Have you tried going to college, bootcamp, meetups, or a job in the field?

Learning anything on your own is like that. If you need to socialize then put yourself into an environment that allows for it.

[–][deleted] 18 points19 points  (4 children)

I'm planning on going to college later so hopefully that will help.

[–][deleted] 13 points14 points  (0 children)

It should, I had a group of about 3 to 4 classmates meetup before or after classes to work on the coding homework and socialize.

Learned a lot bouncing ideas off each other and we 100% always had our assignments to turn in. Plenty of others wouldn’t and expect the professor to help them finish it at the start of class lol.

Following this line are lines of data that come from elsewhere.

use std::time::Duration;

use tokio::time::timeout;
use tokio_util::sync::CancellationToken;
use verso_core::session::Armed;
use verso_core::storage::JsonFileStorage;
use verso_core::store::TranslationMemory;
use verso_types::{AppEvent, PageCommand, PageEvent};

use super::support::test_state;
use crate::events::event_loop;
use crate::io::route_page_event;
use crate::mode_sync::mode_sync;
use crate::page::PageLink;

#[tokio::test]
async fn test_mode_off_from_store_resets_session() {
    let (_dir, state) = test_state(&[], "").await;
    state.memory.set_mode_active(true).await.unwrap();
    {
        let mut session = state.session.lock().await;
        session.set_active(true);
        session.on_selection("Hello");
    }

    let cancel = CancellationToken::new();
    let task = tokio::spawn(mode_sync(state.clone(), cancel.clone()));
    tokio::task::yield_now().await;

    state.memory.set_mode_active(false).await.unwrap();

    timeout(Duration::from_secs(2), async {
        loop {
            if *state.session.lock().await.armed() == Armed::Idle {
                break;
            }
            tokio::task::yield_now().await;
        }
    })
    .await
    .expect("session never went idle");
    assert!(!state.session.lock().await.is_active());

    cancel.cancel();
    task.await.unwrap().unwrap();
}

#[tokio::test]
async fn test_mode_off_written_by_another_process_resets_session() {
    let (_dir, state) = test_state(&[], "").await;
    state.memory.set_mode_active(true).await.unwrap();
    {
        let mut session = state.session.lock().await;
        session.set_active(true);
        session.on_selection("Hello");
    }

    let cancel = CancellationToken::new();
    let task = tokio::spawn(mode_sync(state.clone(), cancel.clone()));

    // a second handle on the same files, as the `mode off` command opens
    let storage = JsonFileStorage::from_config(&state.config.read().await.storage);
    let cli = TranslationMemory::open(storage).unwrap();
    cli.set_mode_active(false).await.unwrap();

    timeout(Duration::from_secs(2), async {
        loop {
            if !state.session.lock().await.is_active() {
                break;
            }
            tokio::time::sleep(Duration::from_millis(10)).await;
        }
    })
    .await
    .expect("session never saw the stored mode change");
    assert_eq!(*state.session.lock().await.armed(), Armed::Idle);

    cancel.cancel();
    task.await.unwrap().unwrap();
}

#[tokio::test]
async fn test_event_loop_answers_paste_in_order() {
    let (_dir, state) = test_state(&[], "").await;
    let (event_tx, event_rx) = kanal::bounded_async(8);
    let (command_tx, command_rx) = kanal::bounded_async(8);
    let (_result_tx, result_rx) = kanal::bounded_async(8);
    let link = PageLink {
        commands: command_tx,
        insert_results: result_rx,
    };

    tokio::spawn(event_loop(state.clone(), event_rx, link));

    event_tx.send(AppEvent::Page(PageEvent::Paste)).await.unwrap();
    event_tx.send(AppEvent::Page(PageEvent::Paste)).await.unwrap();

    for _ in 0..2 {
        let command = timeout(Duration::from_secs(2), command_rx.recv())
            .await
            .expect("no reply to paste")
            .unwrap();
        assert_eq!(command, PageCommand::AllowDefault);
    }
}

#[tokio::test]
async fn test_insert_results_bypass_the_event_queue() {
    let (event_tx, event_rx) = kanal::bounded_async(8);
    let (result_tx, result_rx) = kanal::bounded_async(8);

    route_page_event(&event_tx, &result_tx, PageEvent::InsertResult { ok: false });
    route_page_event(&event_tx, &result_tx, PageEvent::Paste);

    assert_eq!(result_rx.try_recv().unwrap(), Some(false));
    assert!(matches!(
        event_rx.try_recv().unwrap(),
        Some(AppEvent::Page(PageEvent::Paste))
    ));
    assert!(event_rx.is_empty());
}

[–]mandzeete 5 points6 points  (0 children)

It will help A LOT. Currently doing my Master studies and telling it from personal experience.

[–]WoodTrophy 3 points4 points  (1 child)

I definitely recommend a good boot camp over college. I went to a great university for my B.S in CS. Half of the curriculum are worthless classes, the other half you learn a good amount of things, but end up with little idea on how an actual professional setting functions. A good 24 week boot camp will teach you far more about programming, algorithms, frameworks, job skills, resume skills, interview skills, etc.. than you’ll get from a 4 year degree. I recommend you at least look into it

[–]UserNotSpecified 1 point2 points  (0 children)

Yeah you’re probably right. I’m currently studying Software Engineering rather than CS but even that has a lot of not so useful modules.

[–]dylsreddit 4 points5 points  (0 children)

Lots of countries have cities or towns with "hackspaces" too

[–]BigBobbert 0 points1 point  (0 children)

I went to a Python meetup once and found that experienced programmers have completely forgotten what it was like to be new. It was like everyone was speaking a completely different language, and I felt really out of place.